Policy Exchange and Ireland

Originally posted on Patreon on 6 July 2017.

The London-based think-tank Policy Exchange this week published a paper by Ray Bassett,the former Irish ambassador to Canada, arguing that Ireland should follow the UK out of the European Union. This is a marginal viewpoint in Ireland and the intervention was widely criticised as a diversion from the real issues that Brexit poses for Anglo-Irish relations.

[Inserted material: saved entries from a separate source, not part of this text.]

pub mod auth;
pub mod blob;
pub mod config;
pub mod errors;
pub mod handlers;
pub mod limiter;
pub mod manifest;
pub mod metrics;
pub mod pruner;
pub mod repository;
pub mod routes;
pub mod signatures;
pub mod tags;

pub use config::Config;
pub use errors::{Code, DistError};
pub use repository::{App, Repository};
pub use routes::router;
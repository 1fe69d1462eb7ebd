use std::path::PathBuf;
use std::sync::Arc;

use clap::Parser;

use srserver::pruner::prune;

#[derive(Parser, Debug)]
#[command(version, about, long_about = None)]
struct Args {
    #[arg(long, default_value = "./registry-data")]
    storage: PathBuf,

    // development control plane seed, same format the server takes
    #[arg(long)]
    seed: Option<PathBuf>,

    #[arg(long)]
    dry_run: bool,
}

#[derive(serde::Deserialize, Default)]
struct Seed {
    #[serde(default)]
    streams: Vec<srmeta::ImageStream>,
    #[serde(default)]
    images: Vec<srmeta::Image>,
}

#[tokio::main(flavor = "current_thread")]
async fn main() {
    env_logger::Builder::from_env(env_logger::Env::default().default_filter_or("info")).init();

    let args = Args::parse();
    let driver = Arc::new(srdriver::FsDriver::new(&args.storage).expect("opening storage"));

    let meta = srmeta::FakeMetadataClient::new();
    if let Some(seed_path) = &args.seed {
        let data = std::fs::read_to_string(seed_path).expect("reading seed file");
        let seed: Seed = serde_json::from_str(&data).expect("parsing seed file");
        for stream in seed.streams {
            meta.put_stream(stream);
        }
        for image in seed.images {
            meta.put_image(image);
        }
    }

    let report = prune(
        driver.as_ref(),
        driver.as_ref(),
        driver.as_ref(),
        &meta,
        args.dry_run,
    )
    .await
    .expect("prune failed");

    println!(
        "{}: deleted={} freed_bytes={} orphan_links={}",
        if args.dry_run { "dry run" } else { "pruned" },
        report.deleted,
        report.freed_bytes,
        report.orphan_links
    );
}
#[tokio::test]
async fn test_signatures_roundtrip() {
    let rig = rig("{}").await;
    let config = br#"{"architecture":"amd64"}"#;
    let layer = b"signed layer";
    rig.seed_blob("ns/app", config).await;
    rig.seed_blob("ns/app", layer).await;
    let (manifest, media_type) = oci_manifest(config, layer);
    let manifest_digest = payload_digest(manifest.as_bytes());

    let res = rig
        .client
        .put(rig.url("/v2/ns/app/manifests/latest"))
        .header(header::CONTENT_TYPE, &media_type)
        .body(manifest.clone())
        .send()
        .await
        .unwrap();
    assert_eq!(res.status(), 201);

    use base64::Engine as _;
    let content = base64::engine::general_purpose::STANDARD.encode(b"sig-bytes");
    let res = rig
        .client
        .put(rig.url(&format!(
            "/extensions/v2/ns/app/signatures/{}",
            manifest_digest
        )))
        .json(&json!({"name": "sig-1", "type": "atomic", "content": content}))
        .send()
        .await
        .unwrap();
    assert_eq!(res.status(), 201);

    let res = rig
        .client
        .get(rig.url(&format!(
            "/extensions/v2/ns/app/signatures/{}",
            manifest_digest
        )))
        .send()
        .await
        .unwrap();
    assert_eq!(res.status(), 200);
    let body: serde_json::Value = res.json().await.unwrap();
    assert_eq!(body["signatures"][0]["name"], "sig-1");
    assert_eq!(body["signatures"][0]["content"], content);
}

It also prompted questions about Policy Exchange's agenda and opaque funding.
 
The latter issue is something that I and my Spinwatch colleagues Tom Mills and David Miller, examined in our 2011 pamphlet, The Cold War on British Muslims.
In relation to Ireland, I argued in a 2009 openDemocracy piece that key Policy Exchange figures such as  director Dean Godson were central to a distinctive neoconservative critique of the peace process which saw the Good Friday Agreement as a diminution of British greatness and a dangerous precedent for other conflicts around the world.
 
Others who shared this critique included Douglas Murray and Melanie Phillips, the latter of whom has been a notable defender of the Bassett paper.
 
The notion of a distinctively neoconservative analysis of Northern Ireland has been a controversial one in recent academic literature, but the fact that the most active promoters of Irexit have a record as strong critics of the Good Friday Agreement speaks volumes about their appreciation of the Irish national interest.